Rêvez. Mais ne vous enflammez pas trop. C’est un jeu, mais comme dans le monde y’a personne qui gagne vraiment à la fin. Ah oui parce que j’ai oublié de vous dire… Etre un influenceur cador du marketing 2.0 et de la captation de système de promotion contemporain… ca reste quand même un sacré mythe. C’est bien beau de se taper une PS3 ou un Asus 1005ha-h (appel du pied) à l’oeil… ben vous savez quoi… c’est quand même toujours le taf IRL qui fournit le beefsteack à la gamine. C’est toujours la compétence plutôt que la notoriété qui ramène le gras.

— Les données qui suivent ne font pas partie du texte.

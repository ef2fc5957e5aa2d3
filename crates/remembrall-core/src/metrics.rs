//! Prometheus metrics helpers for the Remembrall runtime.
//!
//! This module provides centralized metrics initialization and the metric
//! descriptions used across the cache, subscription and batching layers.
//!
//! # Usage
//!
//! ```rust,ignore
//! use remembrall_core::metrics::{init_metrics, start_metrics_server};
//!
//! #[tokio::main]
//! async fn main() {
//!     let handle = init_metrics();
//!     start_metrics_server(9090, handle).await.unwrap();
//!
//!     use metrics::counter;
//!     counter!("store_events_total").increment(1);
//! }
//! ```
//!
//! # Metric Naming Conventions
//!
//! - Prefix: component name (`store_`, `subs_`, `batch_`, `fetch_`)
//! - Suffix: unit or type (`_total`, `_seconds`)
//! - Labels: used sparingly to avoid cardinality explosion

use axum::{routing::get, Router};
use metrics::{describe_counter, describe_gauge};
use metrics_exporter_prometheus::{PrometheusBuilder, PrometheusHandle};
use std::net::SocketAddr;

/// Initialize the Prometheus metrics recorder.
///
/// This must be called once at startup before any metrics are recorded.
/// Returns a handle for [`start_metrics_server`].
///
/// # Panics
///
/// Panics if called more than once (the recorder can only be installed once).
pub fn init_metrics() -> PrometheusHandle {
    let handle = PrometheusBuilder::new()
        .install_recorder()
        .expect("Failed to install Prometheus recorder");

    register_common_metrics();

    handle
}

/// Try to initialize the Prometheus metrics recorder.
///
/// Like [`init_metrics`] but returns `None` if the recorder is already
/// installed, instead of panicking. Useful for tests.
pub fn try_init_metrics() -> Option<PrometheusHandle> {
    PrometheusBuilder::new().install_recorder().ok()
}

/// Start the Prometheus metrics HTTP server.
///
/// Serves the `/metrics` endpoint on the specified port. Spawns a background
/// task and returns immediately.
pub async fn start_metrics_server(
    port: u16,
    handle: PrometheusHandle,
) -> Result<(), std::io::Error> {
    let app = Router::new().route(
        "/metrics",
        get(move || {
            let handle = handle.clone();
            async move { handle.render() }
        }),
    );

    let addr = SocketAddr::from(([0, 0, 0, 0], port));
    tracing::info!("Metrics server listening on http://{}/metrics", addr);

    tokio::spawn(async move {
        let listener = tokio::net::TcpListener::bind(addr).await.unwrap();
        axum::serve(listener, app).await.unwrap();
    });

    Ok(())
}

/// Register descriptions for the metrics emitted across Remembrall.
///
/// Called automatically by [`init_metrics`].
fn register_common_metrics() {
    // =========================================================================
    // Event Store Metrics
    // =========================================================================

    describe_counter!("store_events_total", "Events admitted into the store");
    describe_counter!(
        "store_events_rejected_total",
        "Events rejected at admission (label: reason)"
    );
    describe_counter!(
        "store_events_replaced_total",
        "Replaceable events evicted by a newer event for the same key"
    );
    describe_counter!("store_events_pruned_total", "Events removed by pruning");
    describe_gauge!("store_events", "Events currently held in the store");

    // =========================================================================
    // Subscription Manager Metrics
    // =========================================================================

    describe_counter!(
        "subs_opened_total",
        "Network subscriptions opened (novel fingerprints)"
    );
    describe_counter!(
        "subs_deduped_total",
        "Subscribe calls attached to an existing fingerprint"
    );
    describe_counter!("subs_closed_total", "Network subscriptions closed");
    describe_counter!(
        "subs_events_forwarded_total",
        "Events forwarded to subscription listeners"
    );
    describe_counter!(
        "subs_listener_lagged_total",
        "Events dropped because a listener channel was full"
    );
    describe_gauge!("subs_live", "Live network subscriptions");

    // =========================================================================
    // Batcher / Fetch Metrics
    // =========================================================================

    describe_counter!(
        "batch_keys_queued_total",
        "Keys added to batch queues (label: purpose)"
    );
    describe_counter!(
        "batch_flushes_total",
        "Batch queue flushes (label: purpose)"
    );
    describe_counter!("fetch_cache_hits_total", "Batched fetches served from the store");
    describe_counter!("fetch_not_found_total", "Batched fetches resolved as not found");

    // =========================================================================
    // Publish Metrics
    // =========================================================================

    describe_counter!("publish_attempts_total", "Events submitted for publishing");
    describe_counter!(
        "publish_relay_failures_total",
        "Per-relay publish rejections or failures"
    );
}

Et puis faut que je vous dise… Quand t’as passé tes what mille heures à “produire” ton identité numérique, à te goinfrer au passage de cette nouvelle économie numérique… ben t’es jamais sûr que ton “personal branding” il plait autant à tes proches qu’à toi… Et au final le socio-capitaliste… Il a intérêt à inventer le concept du “c’est super de vivre tout seul avec un cable USB dans le cul”, parce que sinon, il risque bien de se rendre compte que son indentité numérique c’est presque un taf aussi chouette que H&M et France Télécom.